Hay políticos que no solo han perdido el pudor, sino que parecen haber hecho del despropósito una vocación. En España, el ridículo ya no es un accidente: es una estrategia. Esta semana, varios nombres ilustres lo han vuelto a demostrar con escenas dignas del museo del esperpento: Isabel Díaz Ayuso, Artur Mas y, cómo no, los dos Óscares del PSOE —Puente y López—, más interesados en acumular minutos de pantalla que en ejercer como ministros.

Cada uno en su estilo, pero todos unidos por un talento innegable: convertir la desvergüenza en una estética. Camus decía que “la desvergüenza no consiste en mentir, sino en no avergonzarse de haber mentido”. En la política española, eso ya es rutina.

Ayuso ha elevado su desprecio por la pluralidad lingüística a seña de identidad. Su último numerito —una rabieta en plena Conferencia de Presidentes por el uso de las lenguas cooficiales— quiso venderse como un acto de defensa nacional, pero no era más que propaganda de baratillo. No fue crítica: fue pataleta con ínfulas de doctrina.

Cada vez que el PP intenta avanzar en Cataluña, aparece una voz como la suya, dispuesta a volar los puentes sin necesidad de cálculo político. Cataluña no vota al PP porque el PP habla de Cataluña como si fuera un error histórico. Y Ayuso, convencida de ser una estadista envuelta en rojo, reparte tópicos con la convicción de quien confunde firmeza con ignorancia.

Si lo suyo fue un ejercicio de ignorancia voluntaria, lo de Artur Mas rozó lo patético. En un acto de Òmnium Cultural convertido en liturgia soberanista, el presidente catalán Salvador Illa aguantó con estoica elegancia los gritos de turno. Mas, en cambio, aplaudía con fervor, como un fan resignado en su propio declive. Quien aspiró a liderar un país parecía ahora un extra entusiasta de una causa vencida. A su lado, Josep Rull, presidente del Parlament, se sumaba al espectáculo con entusiasmo, aplaudiendo y vociferando junto a los suyos, con esa media sonrisa torcida que mezcla ironía y revancha.

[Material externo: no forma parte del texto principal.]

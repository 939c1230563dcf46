//! Conversion between raw string fields, typed values and CQL values
//!
//! Raw input only exists at the boundary (CSV files, feeds); everything past
//! [`decode`] works with [`FieldValue`].

use scylla::value::{CqlTimestamp, CqlValue};
use std::fmt;

use crate::error::CodecError;
use crate::schema::{Column, ColumnType, TableSchema};

/// A typed column value
#[derive(Debug, Clone, PartialEq)]
pub enum FieldValue {
    Int(i32),
    Float(f32),
    Text(String),
    /// Milliseconds since the Unix epoch
    Timestamp(i64),
}

impl FieldValue {
    pub fn column_type(&self) -> ColumnType {
        match self {
            FieldValue::Int(_) => ColumnType::Int,
            FieldValue::Float(_) => ColumnType::Float,
            FieldValue::Text(_) => ColumnType::Text,
            FieldValue::Timestamp(_) => ColumnType::Timestamp,
        }
    }

    pub fn as_int(&self) -> Option<i32> {
        match self {
            FieldValue::Int(v) => Some(*v),
            _ => None,
        }
    }

    pub fn as_float(&self) -> Option<f32> {
        match self {
            FieldValue::Float(v) => Some(*v),
            _ => None,
        }
    }

    pub fn as_text(&self) -> Option<&str> {
        match self {
            FieldValue::Text(v) => Some(v),
            _ => None,
        }
    }

    pub fn as_timestamp(&self) -> Option<i64> {
        match self {
            FieldValue::Timestamp(v) => Some(*v),
            _ => None,
        }
    }
}

/// Renders the raw form that [`decode`] accepts back
impl fmt::Display for FieldValue {
    fn fmt(&self, f: &mut fmt::Formatter<'_>) -> fmt::Result {
        match self {
            FieldValue::Int(v) => write!(f, "{}", v),
            FieldValue::Float(v) => write!(f, "{}", v),
            FieldValue::Text(v) => f.write_str(v),
            FieldValue::Timestamp(v) => write!(f, "{}", v),
        }
    }
}

impl From<FieldValue> for CqlValue {
    fn from(value: FieldValue) -> Self {
        match value {
            FieldValue::Int(v) => CqlValue::Int(v),
            FieldValue::Float(v) => CqlValue::Float(v),
            FieldValue::Text(v) => CqlValue::Text(v),
            FieldValue::Timestamp(v) => CqlValue::Timestamp(CqlTimestamp(v)),
        }
    }
}

/// Parse one raw field as `kind`
pub fn parse_field(kind: ColumnType, raw: &str) -> Option<FieldValue> {
    match kind {
        ColumnType::Int => raw.parse().ok().map(FieldValue::Int),
        ColumnType::Float => raw.parse().ok().map(FieldValue::Float),
        ColumnType::Text => Some(FieldValue::Text(raw.to_string())),
        ColumnType::Timestamp => raw.parse().ok().map(FieldValue::Timestamp),
    }
}

fn parse_columns<S: AsRef<str>>(
    columns: &[&Column],
    fields: &[S],
) -> Result<Vec<FieldValue>, CodecError> {
    if fields.len() != columns.len() {
        return Err(CodecError::FieldCount {
            expected: columns.len(),
            actual: fields.len(),
        });
    }

    columns
        .iter()
        .zip(fields)
        .enumerate()
        .map(|(index, (column, raw))| {
            let raw = raw.as_ref();
            parse_field(column.kind, raw).ok_or_else(|| CodecError::InvalidField {
                index,
                column: column.name,
                expected: column.kind,
                value: raw.to_string(),
            })
        })
        .collect()
}

/// Decode positional string fields into typed values following the schema's column order
///
/// # Example
/// ```
/// use domain_movies::codec::{decode, FieldValue};
/// use domain_movies::Table;
///
/// let values = decode(
///     Table::WatchHistory.schema(),
///     &["7", "42", "1609459200000", "15", "Inception"],
/// )
/// .unwrap();
/// assert_eq!(values[3], FieldValue::Int(15));
/// ```
pub fn decode<S: AsRef<str>>(
    schema: &TableSchema,
    fields: &[S],
) -> Result<Vec<FieldValue>, CodecError> {
    let columns: Vec<&Column> = schema.columns.iter().collect();
    parse_columns(&columns, fields)
}

/// Decode raw primary-key fields (partition then clustering columns)
pub fn decode_key<S: AsRef<str>>(
    schema: &TableSchema,
    fields: &[S],
) -> Result<Vec<FieldValue>, CodecError> {
    let columns: Vec<&Column> = schema.primary_key().collect();
    parse_columns(&columns, fields)
}

/// Check that typed key values line up with the schema's primary key
pub fn validate_key(schema: &TableSchema, key: &[FieldValue]) -> Result<(), CodecError> {
    let columns: Vec<&Column> = schema.primary_key().collect();
    if key.len() != columns.len() {
        return Err(CodecError::FieldCount {
            expected: columns.len(),
            actual: key.len(),
        });
    }

    for (index, (column, value)) in columns.iter().zip(key).enumerate() {
        if value.column_type() != column.kind {
            return Err(CodecError::InvalidField {
                index,
                column: column.name,
                expected: column.kind,
                value: value.to_string(),
            });
        }
    }
    Ok(())
}

/// Pick the primary-key values out of a full decoded row
pub fn key_of(schema: &TableSchema, row: &[FieldValue]) -> Vec<FieldValue> {
    schema
        .primary_key_positions()
        .into_iter()
        .filter_map(|pos| row.get(pos).cloned())
        .collect()
}

/// Convert a stored row (schema column order) back into typed values
pub fn from_cql_row(
    schema: &TableSchema,
    columns: Vec<Option<CqlValue>>,
) -> Result<Vec<FieldValue>, CodecError> {
    if columns.len() != schema.columns.len() {
        return Err(CodecError::FieldCount {
            expected: schema.columns.len(),
            actual: columns.len(),
        });
    }

    schema
        .columns
        .iter()
        .zip(columns)
        .map(|(column, value)| match (column.kind, value) {
            (ColumnType::Int, Some(CqlValue::Int(v))) => Ok(FieldValue::Int(v)),
            (ColumnType::Float, Some(CqlValue::Float(v))) => Ok(FieldValue::Float(v)),
            (ColumnType::Text, Some(CqlValue::Text(v) | CqlValue::Ascii(v))) => {
                Ok(FieldValue::Text(v))
            }
            (ColumnType::Timestamp, Some(CqlValue::Timestamp(CqlTimestamp(v)))) => {
                Ok(FieldValue::Timestamp(v))
            }
            (_, other) => Err(CodecError::UnexpectedValue {
                column: column.name,
                found: format!("{:?}", other),
            }),
        })
        .collect()
}

#[cfg(test)]
mod tests {
    use super::*;
    use crate::schema::Table;

    #[test]
    fn test_decode_watch_history() {
        let values = decode(
            Table::WatchHistory.schema(),
            &["7", "42", "1609459200000", "15", "Inception"],
        )
        .unwrap();

        assert_eq!(
            values,
            vec![
                FieldValue::Int(7),
                FieldValue::Int(42),
                FieldValue::Timestamp(1_609_459_200_000),
                FieldValue::Int(15),
                FieldValue::Text("Inception".to_string()),
            ]
        );
    }

    #[test]
    fn test_decode_customer_rating_float() {
        let values = decode(
            Table::CustomerRating.schema(),
            &["3", "99", "Heat", "Ann", "4.5"],
        )
        .unwrap();
        assert_eq!(values[4], FieldValue::Float(4.5));
    }

    #[test]
    fn test_decode_movies_genre_text_first() {
        let values = decode(
            Table::MoviesGenre.schema(),
            &["Drama", "1994", "278", "142", "The Shawshank Redemption"],
        )
        .unwrap();
        assert_eq!(values[0].as_text(), Some("Drama"));
        assert_eq!(values[1].as_int(), Some(1994));
    }

    #[test]
    fn test_decode_wrong_field_count() {
        let err = decode(Table::WatchHistory.schema(), &["7", "42", "15"]).unwrap_err();
        assert_eq!(
            err,
            CodecError::FieldCount {
                expected: 5,
                actual: 3
            }
        );
    }

    #[test]
    fn test_decode_reports_failing_field() {
        let err = decode(
            Table::CustomerQueue.schema(),
            &["7", "yesterday", "Ann", "42", "Alien"],
        )
        .unwrap_err();

        assert_eq!(
            err,
            CodecError::InvalidField {
                index: 1,
                column: "queued_at",
                expected: ColumnType::Timestamp,
                value: "yesterday".to_string(),
            }
        );
    }

    #[test]
    fn test_decode_int_overflow_rejected() {
        let err = decode(
            Table::WatchHistory.schema(),
            &["4294967296", "42", "0", "15", "Inception"],
        )
        .unwrap_err();
        assert!(matches!(err, CodecError::InvalidField { index: 0, .. }));
    }

    #[test]
    fn test_text_fields_taken_verbatim() {
        let values = decode(
            Table::WatchHistory.schema(),
            &["7", "42", "0", "0", " O'Brother, Where Art Thou? "],
        )
        .unwrap();
        assert_eq!(values[4].as_text(), Some(" O'Brother, Where Art Thou? "));
    }

    #[test]
    fn test_display_is_decodable() {
        let schema = Table::CustomerRating.schema();
        let values = decode(schema, &["3", "99", "Heat", "Ann", "4.25"]).unwrap();
        let raw: Vec<String> = values.iter().map(|v| v.to_string()).collect();
        assert_eq!(decode(schema, &raw).unwrap(), values);
    }

    #[test]
    fn test_decode_key_and_key_of_agree() {
        let schema = Table::MoviesGenre.schema();
        let row = decode(schema, &["Drama", "1994", "278", "142", "Shawshank"]).unwrap();
        let key = decode_key(schema, &["Drama", "1994", "278"]).unwrap();
        assert_eq!(key_of(schema, &row), key);
        assert!(validate_key(schema, &key).is_ok());
    }

    #[test]
    fn test_validate_key_type_mismatch() {
        let schema = Table::WatchHistory.schema();
        let err = validate_key(
            schema,
            &[FieldValue::Int(7), FieldValue::Text("42".to_string())],
        )
        .unwrap_err();
        assert!(matches!(err, CodecError::InvalidField { index: 1, column: "movie_id", .. }));
    }

    #[test]
    fn test_from_cql_row_round_trip() {
        let schema = Table::WatchHistory.schema();
        let values = decode(schema, &["7", "42", "1609459200000", "15", "Inception"]).unwrap();
        let stored: Vec<Option<CqlValue>> =
            values.iter().cloned().map(|v| Some(CqlValue::from(v))).collect();

        assert_eq!(from_cql_row(schema, stored).unwrap(), values);
    }

    #[test]
    fn test_from_cql_row_null_column() {
        let schema = Table::WatchHistory.schema();
        let stored = vec![
            Some(CqlValue::Int(7)),
            Some(CqlValue::Int(42)),
            None,
            Some(CqlValue::Int(15)),
            Some(CqlValue::Text("Inception".to_string())),
        ];
        let err = from_cql_row(schema, stored).unwrap_err();
        assert!(matches!(err, CodecError::UnexpectedValue { column: "watched_at", .. }));
    }
}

Y entre tanto sainete, los ministros Puente y López llevan la política al terreno del espectáculo. Uno, Puente, vive enganchado al zasca y la provocación en prime time; el otro, López, sobreactúa la solemnidad con la vista puesta en el guion presidencial. Ambos parecen medir el éxito no en gestión, sino en retuits. Si la política fuera una gala, estos dos Óscares se disputarían la conducción... y los premios.

Josep Tarradellas, que entendía la política como contención, decía: “En política se puede hacer de todo, menos el ridículo”. Qué ironía. Hoy sus herederos no solo lo hacen: lo celebran. Mas ya no es ni sombra de lo que fue. Es un eco. Una caricatura que deambula por los actos públicos como quien se aferra a una gloria extinguida.

Ayuso, Mas, Puente, Rull, López… Todos evidencian lo mismo: hay políticos que no quieren transformar, sino simplemente figurar. No buscan gobernar, sino protagonizar. El ridículo ya no los avergüenza, porque han aprendido a vivir de él. Como viejos actores dispuestos a lo que sea por arrancar un último aplauso.

Y así marcha el país: entre griteríos vacíos y aplausos huecos. Gobernado por quienes no gobiernan, representado por quienes solo se representan a sí mismos. Lleno de fontaneros y ayudantes de cámara. El esperpento no es un desliz: es el libreto. Y lo interpretan con entusiasmo. De hecho, ¿alguien se atrevería a explicar de qué iba, qué decisiones se adoptaron en la cumbre del pinganillo?

Quizá haya que decirlo sin rodeos: hay políticos que no hacen el ridículo… son el ridículo. Y lo peor no es que lo sepan. Lo peor es que les encanta.